Auteur : Antoine de Latour Recueil : La vie intime, 1833

Quand sous les lèvres de ta mère Ton front, ô jeune fille, est venu se placer, J'ai vu languissamment tes longs cils s'abaisser, Et même j'ai cru voir une larme glisser Et luire au bord de ta paupière. Le jour à ton chaste sommeil A-t-il ravi trop tôt quelque merveilleux songe ?... Oh ! ne le pleure pas ; en eux tout est mensonge ; Eh ! quel songe, dis-moi, vaut l'extase où te plonge Le premier rayon du soleil ? Lorsque l'on est et jeune et belle, Est-il, au sein des nuits, rêves si séduisants Qu'ils puissent égaler ces mondes rayonnants Qu'en sa fraîche pensée une vierge à seize ans Voit se dérouler devant elle ? Non, ce n'est pas encore cela ; C'est donc qu'en t'éveillant une glace infidèle A tes propres regards t'aura faite moins belle ? Elle mentait !... D'ailleurs qu'importe la rebelle ? Ton bien-aimé n'était pas là.

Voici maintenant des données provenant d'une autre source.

#![cfg(feature = "llvm")]

use cminus::{
    ast::{
        BinaryOperator, BinaryOperatorKind, CompoundStatement, Declaration, Expr, FunctionDeclaration,
        IntegerLiteral, LiteralType, NodeId, Position, Program, Statement,
    },
    codegen::CodeGenerator,
    diagnostics::{DiagnosticKind, Diagnostics, TextLocation},
    pipeline,
};
use inkwell::context::Context;

/// Front end plus code generation; returns every diagnostic collected.
fn generate(lines: &[&str]) -> Diagnostics {
    let mut diagnostics = Diagnostics::new();
    let ast = pipeline::front_end(lines, &mut diagnostics).expect("front end");
    let context = Context::create();
    let mut generator = CodeGenerator::new(&context, "test", &mut diagnostics).unwrap();
    generator.generate(&ast.program).unwrap();
    drop(generator);
    diagnostics
}

fn semantic_errors(diagnostics: &Diagnostics) -> Vec<String> {
    diagnostics
        .of_kind(DiagnosticKind::SemanticError)
        .map(|d| d.message.clone())
        .collect()
}

#[test]
fn terminating_branches_add_no_merge_block() {
    let mut diagnostics = Diagnostics::new();
    let ir = pipeline::compile_to_ir(
        &[
            "int pick(int c) { if (c) { return 1; } else { return 0; } }",
            "void main(void) { output(pick(input())); }",
        ],
        &mut diagnostics,
    )
    .unwrap();
    assert!(diagnostics.is_empty(), "{diagnostics:?}");
    assert!(!ir.contains("merge"), "{ir}");
}

/// Operand of `store i32 <value>, ptr <slot>` lines in `function`, in order.
fn store_targets(ir: &str, function: &str, value: i32) -> Vec<String> {
    let body = &ir[ir.find(&format!("@{function}(")).unwrap()..];
    let body = &body[..body.find("\n}").unwrap()];
    let prefix = format!("store i32 {value}, ptr ");
    body.lines()
        .filter_map(|line| line.trim_start().strip_prefix(prefix.as_str()))
        .map(|rest| rest.split(',').next().unwrap_or(rest).trim().to_string())
        .collect()
}

#[test]
fn inner_scopes_shadow_and_stay_isolated() {
    let mut diagnostics = Diagnostics::new();
    let ir = pipeline::compile_to_ir(
        &[
            "int x;",
            "void main(void) { int x; { int x; x = 1; } { x = 2; } x = 3; }",
        ],
        &mut diagnostics,
    )
    .unwrap();
    assert!(diagnostics.is_empty(), "{diagnostics:?}");

    let main = &ir[ir.find("define i32 @main").unwrap()..];
    let slots: Vec<&str> = main
        .lines()
        .filter(|line| line.contains("= alloca i32"))
        .filter_map(|line| line.trim_start().split(' ').next())
        .collect();
    assert_eq!(slots.len(), 2, "{main}");
    let (outer, inner) = (slots[0], slots[1]);
    assert_ne!(outer, inner);

    assert_eq!(store_targets(&ir, "main", 1), [inner]);
    assert_eq!(store_targets(&ir, "main", 2), [outer]);
    assert_eq!(store_targets(&ir, "main", 3), [outer]);
    assert!(!main.contains("ptr @x"), "{main}");

    let siblings = generate(&["void main(void) { { int y; y = 1; } { y = 2; } }"]);
    let errors = semantic_errors(&siblings);
    assert_eq!(errors, ["undefined variable `y`"]);
    assert_eq!(
        siblings.iter().next().unwrap().location,
        TextLocation::new(1, 39)
    );
}

#[test]
fn redefinition_in_one_scope_is_reported_once() {
    let diagnostics = generate(&["int x;", "int x;", "void main(void) { x = 1; }"]);
    let errors = semantic_errors(&diagnostics);
    assert_eq!(errors.len(), 1, "{errors:?}");
    assert!(errors[0].contains("`x`"));
    assert_eq!(diagnostics.iter().next().unwrap().location, TextLocation::new(2, 5));

    let nested = generate(&["int x;", "void main(void) { int x; { int x; } }"]);
    assert!(nested.is_empty(), "{nested:?}");
}

#[test]
fn parameters_share_the_body_scope() {
    let diagnostics = generate(&["void f(int a, int a) { }", "void g(int b) { int b; }", "void main(void) { }"]);
    let errors = semantic_errors(&diagnostics);
    assert_eq!(errors.len(), 2, "{errors:?}");
    assert!(errors[0].contains("parameter `a`"));
    assert!(errors[1].contains("variable `b`"));
}

#[test]
fn calls_are_checked_per_argument() {
    let diagnostics = generate(&[
        "int sum(int a[], int n) { return a[0] + n; }",
        "void main(void) { int v[2]; int s; s = sum(v); s = sum(s, 2); s = sum(v, v); }",
    ]);
    let errors = semantic_errors(&diagnostics);
    assert_eq!(errors.len(), 3, "{errors:?}");
    assert!(errors[0].contains("`sum` expects 2 argument(s) but 1 were given"));
    assert!(errors[1].contains("argument 1 of `sum`"));
    assert!(errors[2].contains("argument 2 of `sum`"));
}

#[test]
fn main_must_be_the_last_function() {
    let diagnostics = generate(&["void main(void) { }", "void helper(void) { }"]);
    assert_eq!(diagnostics.len(), 1);
    let diagnostic = diagnostics.iter().next().unwrap();
    assert_eq!(diagnostic.kind, DiagnosticKind::SemanticError);
    assert_eq!(diagnostic.location, TextLocation::NoPosition);
    assert!(diagnostic.message.contains("main"));

    let globals_only = generate(&["int x;"]);
    assert_eq!(globals_only.len(), 1);
    assert_eq!(globals_only.iter().next().unwrap().location, TextLocation::NoPosition);
}

#[test]
fn invalid_declarations() {
    let diagnostics = generate(&[
        "void f(void) { void v; }",
        "void main(void) { }",
    ]);
    let errors = semantic_errors(&diagnostics);
    assert_eq!(errors.len(), 1, "{errors:?}");
    assert!(errors[0].contains("`v` cannot have type `void`"), "{}", errors[0]);
}

fn at() -> Position {
    Position { line: 1, col: 1 }
}

fn integer(id: u32, value: i32) -> Box<Expr> {
    Box::new(Expr::Integer(IntegerLiteral {
        id: NodeId(id),
        position: at(),
        value,
    }))
}

/// `void main(void) { <expr>; }` built without the front end.
fn program_with(expr: Expr) -> Program {
    Program {
        id: NodeId(10),
        declarations: vec![Declaration::Function(FunctionDeclaration {
            id: NodeId(9),
            position: at(),
            name: "main".into(),
            function_type: vec![LiteralType::Void],
            parameters: Vec::new(),
            body: CompoundStatement {
                id: NodeId(8),
                position: at(),
                declarations: Vec::new(),
                statements: vec![Statement::Expression(expr)],
            },
        })],
    }
}

fn generate_program(program: &Program) -> Diagnostics {
    let mut diagnostics = Diagnostics::new();
    let context = Context::create();
    let mut generator = CodeGenerator::new(&context, "handmade", &mut diagnostics).unwrap();
    generator.generate(program).unwrap();
    drop(generator);
    diagnostics
}

#[test]
fn missing_right_operand_is_a_codegen_error() {
    let program = program_with(Expr::Binary(BinaryOperator {
        id: NodeId(2),
        position: at(),
        kind: BinaryOperatorKind::Addition,
        left: integer(1, 1),
        right: None,
    }));
    let diagnostics = generate_program(&program);
    assert_eq!(diagnostics.len(), 1);
    let diagnostic = diagnostics.iter().next().unwrap();
    assert_eq!(diagnostic.kind, DiagnosticKind::CodeGenError);
    assert!(diagnostic.message.contains("right operand"));
}

#[test]
fn assigning_to_a_value_is_rejected() {
    let program = program_with(Expr::Binary(BinaryOperator {
        id: NodeId(3),
        position: at(),
        kind: BinaryOperatorKind::Assignment,
        left: integer(1, 1),
        right: Some(integer(2, 2)),
    }));
    let diagnostics = generate_program(&program);
    assert_eq!(semantic_errors(&diagnostics), ["`1` cannot be assigned to"]);
}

Hier soir sans doute, en silence, Tu lisais à l'écart quelque récit d'amour, Et ta lampe, soudain s'éteignant, jusqu'au jour T'aura laissée hélas ! tremblante tour-à-tour Entre la crainte et l'espérance ? Peut-être à ton chant virginal Refusant de s'unir, ton âme vive et tendre Sur tes lèvres n'a pu monter et se répandre ? Mais le génie est roi ; parfois il fait attendre Longtemps l'harmonieux signal. L'inspiration a son heure : Impétueuse et libre, elle ne souffre pas Qu'un maître la mesure et lui compte ses pas : Attends-la fièrement, bientôt tu sentiras Vibrer la corde intérieure. — « Non, ma lampe, toute la nuit, A brûlé sans s'éteindre, et ma glace est discrète ; La harpe sous mes doigts n'a pas été muette, Et mon calme sommeil n'a pas rêvé de fête Qu'un jaloux réveil ait détruit. Si le sourire m'abandonne, Si pâle maintenant et triste tu me vois, C'est que j'eus sur la terre une amie autrefois, Et la mort la surprit lorsqu'ainsi dans les bois Tombaient les feuilles de l'automne. »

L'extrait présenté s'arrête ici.